The talking point should be ‘taxes should buy you more’ because that correctly assumes that taxes have been buying us less and less. It’s a shitshow, but only because the revenue’s been hijacked, firstly by the military-industrial complex, and now apparently by high finance and the 0.001%. We can collectively demand better. Taxes should buy us more, it’s stupid to pretend the current situation’s worth defending and stupider to turn to the hijackers for aid. The anti-tax people are part of the hijackers.
Thoughtful Today
@David Koch:
“Obama prevented a 2nd great depression.”
I didn’t dispute that.
Unemployment, real unemployment, is still depressingly high.
The majority of those employed still see most of their productivity siphoned off by the billionaire class (as it has been for 40 years now).
Obama gave Republicans massive tax cuts that disproportionately helped the richest amongst us.
Millions still don’t have health care (and Corporate Dems often confuse corporate insurance with health care).
Dodd-Frank was deliberately weakened and hasn’t yet been aggressively enforced (let alone any serious accoutability for the Banksters).
I can celebrate good things while recognizing that a small step on a righteous path is still only a small step.
I want serious change, not more Third Way DLC triangulation.
Chyron HR
@Applejinx:
But I guess “Obama and Clinton are the worst presidents in the last 20 years” comes more naturally to you guys.

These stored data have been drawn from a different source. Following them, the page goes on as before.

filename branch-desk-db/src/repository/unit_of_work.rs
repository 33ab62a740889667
use std::sync::Arc;

use async_trait::async_trait;

use crate::repository::admin_repository::AdminRepository;
use crate::repository::application_repository::ApplicationRepository;
use crate::repository::audit_entry_repository::AuditEntryRepository;
use crate::repository::branch_repository::BranchRepository;
use crate::repository::manager_repository::ManagerRepository;

/// Source of units of work, one per service call
#[async_trait]
pub trait UnitOfWork: Send + Sync {
    /// Opens a new unit of work; nothing written through it is visible to
    /// other sessions before `commit`.
    async fn begin(&self) -> Result<Box<dyn UnitOfWorkSession>, Box<dyn std::error::Error + Send + Sync>>;
}

/// Repositories sharing one transaction.
///
/// `commit` and `rollback` consume the transaction; any repository call made
/// afterwards fails.
#[async_trait]
pub trait UnitOfWorkSession: Send + Sync {
    fn applications(&self) -> Arc<dyn ApplicationRepository>;
    fn audit_entries(&self) -> Arc<dyn AuditEntryRepository>;
    fn managers(&self) -> Arc<dyn ManagerRepository>;
    fn admins(&self) -> Arc<dyn AdminRepository>;
    fn branches(&self) -> Arc<dyn BranchRepository>;

    async fn commit(&self) -> Result<(), Box<dyn std::error::Error + Send + Sync>>;
    async fn rollback(&self) -> Result<(), Box<dyn std::error::Error + Send + Sync>>;
}
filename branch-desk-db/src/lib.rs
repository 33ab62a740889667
pub mod models;
pub mod repository;
pub mod utils;

pub use models::*;
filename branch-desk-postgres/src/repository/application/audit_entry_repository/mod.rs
pub mod create_batch;
pub mod load_audits;
pub mod repo_impl;

pub use repo_impl::AuditEntryRepositoryImpl;
#[cfg(test)]
pub mod test_utils {
    use branch_desk_api::ApplicationStatus;
    use branch_desk_db::models::application::{ApplicationModel, NoteSequence};
    use branch_desk_db::models::staff::BranchModel;
    use branch_desk_db::repository::create_batch::CreateBatch;
    use chrono::Utc;
    use heapless::String as HeaplessString;
    use uuid::Uuid;

    use crate::test_helper::TestContext;

    pub fn create_test_application(client_name: &str, branch_id: i64) -> ApplicationModel {
        ApplicationModel {
            id: 0,
            client_name: client_name.to_string(),
            phone_number: HeaplessString::try_from("79001234567").unwrap(),
            product: "Consumer loan".to_string(),
            status: ApplicationStatus::InProgress,
            branch_id,
            notes: NoteSequence::new(),
            is_deleted: false,
            deleted_at: None,
            deleted_by: None,
            created_at: Utc::now(),
        }
    }

    /// Branch names are unique, so every call creates a fresh name
    pub async fn create_test_branch(ctx: &TestContext) -> Result<BranchModel, Box<dyn std::error::Error + Send + Sync>> {
        let name = format!("Branch {}", &Uuid::new_v4().simple().to_string()[..8]);
        let branch = BranchModel {
            id: 0,
            name: HeaplessString::try_from(name.as_str()).unwrap(),
            created_at: Utc::now(),
        };
        let mut saved = ctx.staff_repos().branch_repository.create_batch(vec![branch]).await?;
        Ok(saved.remove(0))
    }
}
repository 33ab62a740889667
use anyhow::{Context, Result};
use branch_desk_postgres::{cleanup_database, init_database};
use branch_desk_service::telemetry::init_tracing;
use branch_desk_service::{BranchDesk, BranchDeskConfig};
use clap::{Parser, Subcommand};
use sqlx::postgres::PgPoolOptions;
use sqlx::PgPool;

/// Operator tooling for the branch desk database
#[derive(Parser, Debug)]
#[command(name = "branch-desk-admin", version, about)]
struct Cli {
    #[command(subcommand)]
    command: Command,
}

#[derive(Subcommand, Debug)]
enum Command {
    /// Apply the schema migrations in order
    Migrate,
    /// Drop every table and type, newest migration first
    Cleanup,
    /// Create the admin account
    SeedAdmin {
        #[arg(long)]
        password: String,
    },
    /// Register a branch
    AddBranch {
        #[arg(long)]
        name: String,
    },
}

#[tokio::main]
async fn main() -> Result<()> {
    let cli = Cli::parse();
    let config = BranchDeskConfig::from_env().context("Failed to read configuration")?;
    init_tracing(&config.log_level, config.json_logs)?;

    match cli.command {
        Command::Migrate => {
            let pool = pool(&config).await?;
            let applied = init_database(&pool).await.context("Migration failed")?;
            tracing::info!(files = applied.len(), "Schema migrated");
        }
        Command::Cleanup => {
            let pool = pool(&config).await?;
            let applied = cleanup_database(&pool).await.context("Cleanup failed")?;
            tracing::info!(files = applied.len(), "Schema removed");
        }
        Command::SeedAdmin { password } => {
            let desk = connect(&config).await?;
            let admin = desk.auth.seed_admin(&password).await?;
            println!("Admin {} created", admin.id);
        }
        Command::AddBranch { name } => {
            let desk = connect(&config).await?;
            let branch = desk.branches.create_branch(&name).await?;
            println!("Branch {} '{}' created", branch.id, branch.name);
        }
    }
    Ok(())
}

async fn pool(config: &BranchDeskConfig) -> Result<PgPool> {
    PgPoolOptions::new()
        .max_connections(config.max_connections)
        .connect(&config.database_url)
        .await
        .context("Failed to connect to the database")
}

async fn connect(config: &BranchDeskConfig) -> Result<BranchDesk> {
    BranchDesk::connect(config)
        .await
        .map_err(|e| anyhow::anyhow!(e))
        .context("Failed to start services")
}
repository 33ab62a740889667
use branch_desk_api::{ActorIdentity, Role};
use chrono::{DateTime, Utc};
use heapless::String as HeaplessString;
use serde::{Deserialize, Serialize};

use crate::models::identifiable::Identifiable;
use crate::utils::utf8_capacity;

pub const USERNAME_LEN: usize = 8;
pub const MANAGER_NAME_MAX_CHARS: usize = 100;

/// Database model for a branch manager
#[derive(Debug, Clone, PartialEq, Eq, Serialize, Deserialize)]
pub struct ManagerModel {
    pub id: i64,
    /// Generated login name, 8 lowercase hex characters, unique
    pub username: HeaplessString<USERNAME_LEN>,
    /// Display name
    pub name: HeaplessString<{ utf8_capacity(MANAGER_NAME_MAX_CHARS) }>,
    /// Hex-encoded sealed password, never the plaintext
    pub password: String,
    /// References BranchModel.id
    pub branch_id: i64,
    pub created_at: DateTime<Utc>,
}

impl ManagerModel {
    pub fn role(&self) -> Role {
        Role::Manager
    }

    pub fn to_actor(&self) -> ActorIdentity {
        ActorIdentity::manager(self.id, &self.username, &self.name, self.branch_id)
    }
}

impl Identifiable for ManagerModel {
    type Id = i64;

    fn get_id(&self) -> i64 {
        self.id
    }
}
use serde::{Deserialize, Serialize};
use std::str::FromStr;

/// Roles an authenticated actor can hold
#[derive(Debug, Clone, Copy, PartialEq, Eq, Hash, Serialize, Deserialize)]
#[serde(rename_all = "lowercase")]
pub enum Role {
    Admin,
    Manager,
}

impl Role {
    pub fn as_str(&self) -> &'static str {
        match self {
            Role::Admin => "admin",
            Role::Manager => "manager",
        }
    }
}

impl std::fmt::Display for Role {
    fn fmt(&self, f: &mut std::fmt::Formatter<'_>) -> std::fmt::Result {
        f.write_str(self.as_str())
    }
}

impl FromStr for Role {
    type Err = ();

    fn from_str(s: &str) -> Result<Self, Self::Err> {
        match s {
            "admin" => Ok(Role::Admin),
            "manager" => Ok(Role::Manager),
            _ => Err(()),
        }
    }
}

/// Role sets used by the service layer
pub const ADMIN_ONLY: &[Role] = &[Role::Admin];
pub const STAFF: &[Role] = &[Role::Admin, Role::Manager];
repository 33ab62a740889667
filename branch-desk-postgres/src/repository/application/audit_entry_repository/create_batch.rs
use async_trait::async_trait;
use branch_desk_db::models::audit::AuditEntryModel;
use branch_desk_db::repository::create_batch::CreateBatch;
use sqlx::types::Json;
use std::error::Error;

use super::repo_impl::AuditEntryRepositoryImpl;

impl AuditEntryRepositoryImpl {
    pub(super) async fn create_batch_impl(
        repo: &AuditEntryRepositoryImpl,
        items: Vec<AuditEntryModel>,
    ) -> Result<Vec<AuditEntryModel>, Box<dyn Error + Send + Sync>> {
        if items.is_empty() {
            return Ok(Vec::new());
        }

        let mut tx = repo.executor.tx.lock().await;
        let transaction = tx.as_mut().ok_or("Transaction has been consumed")?;

        for item in &items {
            sqlx::query(
                r#"
                INSERT INTO audit_entry
                    (id, application_id, updated_fields, previous_values, new_values, changed_at, updated_by)
                VALUES ($1, $2, $3, $4, $5, $6, $7)
                "#,
            )
            .bind(item.id)
            .bind(item.application_id)
            .bind(&item.updated_fields)
            .bind(Json(&item.previous_values))
            .bind(Json(&item.new_values))
            .bind(item.changed_at)
            .bind(&item.updated_by)
            .execute(&mut **transaction)
            .await?;
        }

        Ok(items)
    }
}

#[async_trait]
impl CreateBatch<AuditEntryModel> for AuditEntryRepositoryImpl {
    async fn create_batch(
        &self,
        items: Vec<AuditEntryModel>,
    ) -> Result<Vec<AuditEntryModel>, Box<dyn Error + Send + Sync>> {
        Self::create_batch_impl(self, items).await
    }
}
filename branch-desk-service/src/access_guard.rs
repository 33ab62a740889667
use branch_desk_api::{ActorIdentity, ApiError, ApiResult, Role};
use std::sync::Arc;

use crate::session::SessionStore;

/// Checks that `actor` holds one of `required` roles.
///
/// An empty role set admits any authenticated actor.
pub fn authorize(actor: Option<&ActorIdentity>, required: &[Role]) -> ApiResult<ActorIdentity> {
    let actor = actor.ok_or(ApiError::Unauthenticated)?;
    if required.is_empty() || required.contains(&actor.role) {
        return Ok(actor.clone());
    }

    let required = required.iter().map(Role::as_str).collect::<Vec<_>>().join(", ");
    tracing::warn!(role = %actor.role, username = %actor.username, %required, "Access denied");
    Err(ApiError::Forbidden { required })
}

/// Token-based entry point: resolves the session first, then checks roles
#[derive(Clone)]
pub struct AccessGuard {
    sessions: Arc<dyn SessionStore>,
}

impl AccessGuard {
    pub fn new(sessions: Arc<dyn SessionStore>) -> Self {
        Self { sessions }
    }

    pub async fn resolve(&self, token: Option<&str>) -> Option<ActorIdentity> {
        match token {
            Some(token) => self.sessions.resolve(token).await,
            None => None,
        }
    }

    pub async fn authorize(&self, token: Option<&str>, required: &[Role]) -> ApiResult<ActorIdentity> {
        let actor = self.resolve(token).await;
        authorize(actor.as_ref(), required)
    }
}
use branch_desk_api::FieldValues;
use branch_desk_db::models::audit::AuditEntryModel;
use sqlx::{postgres::PgRow, types::Json, Row};
use std::error::Error;

use postgres_unit_of_work::Executor;
use crate::utils::TryFromRow;

pub struct AuditEntryRepositoryImpl {
    pub(crate) executor: Executor,
}

impl AuditEntryRepositoryImpl {
    pub fn new(executor: Executor) -> Self {
        Self { executor }
    }
}

impl TryFromRow<PgRow> for AuditEntryModel {
    fn try_from_row(row: &PgRow) -> Result<Self, Box<dyn Error + Send + Sync>> {
        let previous_values: Json<FieldValues> = row.try_get("previous_values")?;
        let new_values: Json<FieldValues> = row.try_get("new_values")?;
        Ok(AuditEntryModel {
            id: row.try_get("id")?,
            application_id: row.try_get("application_id")?,
            updated_fields: row.try_get("updated_fields")?,
            previous_values: previous_values.0,
            new_values: new_values.0,
            changed_at: row.try_get("changed_at")?,
            updated_by: row.try_get("updated_by")?,
        })
    }
}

ETA: Not to suggest that Berninators ranting about “moochers” who don’t pay enough taxes aren’t THE HEART AND SOUL OF THE DEMOCRATIC PARTY. I would never suggest that.
Matt McIrvin
@BillinGlendaleCA: Liberals love the VAT because European social democracies have them. If your economy has relatively little income inequality, there’s nothing wrong with it. But having a broad-based, regressive tax like that before you’ve flattened out the income distribution, and when your economy has persistently slack labor demand, is putting the cart before the horse.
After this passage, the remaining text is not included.